Au niveau économique, une réforme agraire fut
réalisée, avec abolition de tous les privilèges des chefs traditionnels (qui
formaient une véritable aristocratie féodale) et nationalisation de toutes les
terres pour protéger les paysans contre la spéculation foncière. Le Burkina
Faso s’engagea dans un programme massif de construction de barrages, de
retenues d’eau et de systèmes d’irrigations pour vaincre la sécheresse, avec
une mobilisation de la population rappelant ce que l’URSS avait connu lors du
premier plan quinquennal. Des politiques furent également mises en place pour
moderniser les techniques agricoles et développer une petite industrie
agro-alimentaire pour transformer les produits agricoles sur place. La
révolution était très loin d’avoir épuisé ses possibilités. Peu avant le coup
d’Etat de Compaoré, un plan quinquennal était en cours d’élaboration, afin de
développer l’économie nationale.
La révolution burkinabé s’illustra également
par sa dimension écologique, par la lutte contre l’avancée du désert, par ses
campagnes de reboisement massives. Thomas Sankara est resté à jamais célèbre
par ses discours internationaux contre l’impérialisme, contre la dette
illégitime, instrument de domination néocoloniale, contre laquelle les pays
opprimés par l’impérialisme devaient s’unir et refuser de la rembourser. Un
discours qui garde une brûlante actualité…
Des
difficultés internes au coup d’Etat
Aussi spectaculaires qu’aient été ces
réalisations, il n’en reste pas moins que la révolution burkinabé était dès le
départ extrêmement fragile, de par sa base sociale réduite (une classe ouvrière
très réduite, une partie de la petite bourgeoisie intellectuelle, mais qui
demeurait très versatile, une partie de l’armée, une paysannerie nombreuse mais
que la révolution n’eut pas le temps d’organiser politiquement en tant que
classe en soi), de par l’absence d’un parti révolutionnaire unifié, de par les
divisions enfin au sein des révolutionnaires eux-mêmes. Pour réaliser une
accumulation primitive minimale nécessaire à la réalisation du programme
économique et social de la révolution, Thomas Sankara était obligé d’imposer
une frugalité assez drastique à toutes les classes un tant soi peu
privilégiées : la fonction publique, la bureaucratie, y compris aux plus
hauts niveaux de l’Etat. La nécessité absolue de cette politique ne pouvait pas
empêcher de provoquer le mécontentement de ceux qui en faisaient l’objet.
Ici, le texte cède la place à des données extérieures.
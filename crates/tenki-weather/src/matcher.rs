//! Locate the forecast record for a named area.

use crate::error::WeatherError;
use crate::types::{AreaDirectory, ForecastReport, MatchedArea};

/// Find the first area in the short-range report whose name equals `target_name`.
///
/// Series are scanned in document order and the first one containing an
/// exact name match wins. Without a directory there is nothing to match
/// against and the result is `Ok(None)`, as it is for a report with no
/// series. A document with no report is malformed.
pub fn find_matching_area<'a>(
    directory: Option<&AreaDirectory>,
    forecast: &'a [ForecastReport],
    target_name: &str,
) -> Result<Option<MatchedArea<'a>>, WeatherError> {
    if directory.is_none() {
        tracing::debug!("No area directory, skipping match for {}", target_name);
        return Ok(None);
    }

    let report = forecast
        .first()
        .ok_or_else(|| WeatherError::Malformed("forecast document has no reports".into()))?;

    for (index, series) in report.time_series.iter().enumerate() {
        if let Some(area) = series.areas.iter().find(|a| a.area.name == target_name) {
            tracing::debug!("Matched {} in series {}", target_name, index);
            return Ok(Some(MatchedArea {
                area,
                time_defines: &series.time_defines,
            }));
        }
    }

    tracing::info!("No forecast area named {}", target_name);
    Ok(None)
}
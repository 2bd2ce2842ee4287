//! Four-function calculator with a few extra keys (powers, reciprocal, π, %).

pub mod engine;
pub mod keypad;
pub mod keys;

pub use engine::{Calculator, ERROR_DISPLAY};
pub use keypad::{Button, ButtonStyle, KEYPAD};
pub use keys::{Key, Operator, UnknownKey};
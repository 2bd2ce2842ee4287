use tenki_weather::REGION_GROUPS;

use crate::view::{Event, View};

/// A line of terminal input interpreted against the current view
#[derive(Debug, Clone, PartialEq, Eq)]
pub enum Input {
    Event(Event),
    Quit,
    /// Not a valid choice on this screen
    Unknown,
}

/// Menu entries are numbered from 1; `b` goes back and `q` quits.
pub fn parse_input(view: &View, line: &str) -> Input {
    let line = line.trim();
    match line {
        "q" | "quit" => return Input::Quit,
        "b" | "back" | "戻る" => {
            return match view {
                View::MainMenu => Input::Unknown,
                _ => Input::Event(Event::Back),
            };
        }
        _ => {}
    }

    let Some(index) = line.parse::<usize>().ok().and_then(|n| n.checked_sub(1)) else {
        return Input::Unknown;
    };

    match view {
        View::MainMenu => REGION_GROUPS
            .get(index)
            .map(|g| Input::Event(Event::SelectGroup(g.code.to_string())))
            .unwrap_or(Input::Unknown),
        View::Offices { offices, .. } => offices
            .get(index)
            .map(|o| {
                Input::Event(Event::SelectOffice {
                    code: o.code.clone(),
                    name: o.name.clone(),
                })
            })
            .unwrap_or(Input::Unknown),
        View::Forecast { .. } => Input::Unknown,
    }
}
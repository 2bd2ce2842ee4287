//! Keypad layout. Buttons differ only in the key they send, their styling
//! and how many columns they span.

use crate::keys::{Key, Operator};
use ButtonStyle::{Action, Digit, ExtraAction};

/// Visual variant of a keypad button
#[derive(Debug, Clone, Copy, PartialEq, Eq)]
pub enum ButtonStyle {
    /// Light text on translucent white
    Digit,
    /// Light text on orange
    Action,
    /// Dark text on blue-grey
    ExtraAction,
}

#[derive(Debug, Clone, Copy, PartialEq, Eq)]
pub struct Button {
    pub key: Key,
    pub style: ButtonStyle,
    /// Columns spanned in its row
    pub expand: u8,
}

impl Button {
    const fn new(key: Key, style: ButtonStyle) -> Self {
        Self { key, style, expand: 1 }
    }

    const fn wide(key: Key, style: ButtonStyle, expand: u8) -> Self {
        Self { key, style, expand }
    }

    pub fn label(&self) -> &'static str {
        self.key.label()
    }
}

/// Keypad rows, top to bottom
pub const KEYPAD: [&[Button]; 5] = [
    &[
        Button::new(Key::Square, Digit),
        Button::new(Key::Clear, ExtraAction),
        Button::new(Key::Negate, ExtraAction),
        Button::new(Key::Percent, ExtraAction),
        Button::new(Key::Operator(Operator::Divide), Action),
    ],
    &[
        Button::new(Key::Cube, Digit),
        Button::new(Key::Digit(7), Digit),
        Button::new(Key::Digit(8), Digit),
        Button::new(Key::Digit(9), Digit),
        Button::new(Key::Operator(Operator::Multiply), Action),
    ],
    &[
        Button::new(Key::PowerOfTen, Digit),
        Button::new(Key::Digit(4), Digit),
        Button::new(Key::Digit(5), Digit),
        Button::new(Key::Digit(6), Digit),
        Button::new(Key::Operator(Operator::Subtract), Action),
    ],
    &[
        Button::new(Key::Reciprocal, Digit),
        Button::new(Key::Digit(1), Digit),
        Button::new(Key::Digit(2), Digit),
        Button::new(Key::Digit(3), Digit),
        Button::new(Key::Operator(Operator::Add), Action),
    ],
    &[
        Button::new(Key::Pi, Digit),
        Button::wide(Key::Digit(0), Digit, 2),
        Button::new(Key::Point, Digit),
        Button::new(Key::Equals, Action),
    ],
];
Dans
ces conditions, un courant s’est structuré au sein même du pouvoir
révolutionnaire, autour de Blaise Compaoré, composé d’opportunistes désireux de
mettre un terme à la révolution pour pouvoir profiter enfin de leur pouvoir, de
prendre la place de la bourgeoisie compradore qu’ils avaient renversé. Il
semble que l’Etat français ait été impliqué dans l’assassinat de Thomas
Sankara. Ses agents n’ont hélas eu aucune peine à trouver une oreille
complaisante au sommet du Burkina Faso.
Ainsi, la Révolution Démocratique et
Populaire fut tuée en même temps que son leader, Thomas Sankara. Mais tuer un
homme ne suffit jamais pour tuer ses idées. Celles de Thomas Sankara sont
aujourd’hui plus vivantes que jamais. Elles sont indispensables pour les luttes
d’aujourd’hui.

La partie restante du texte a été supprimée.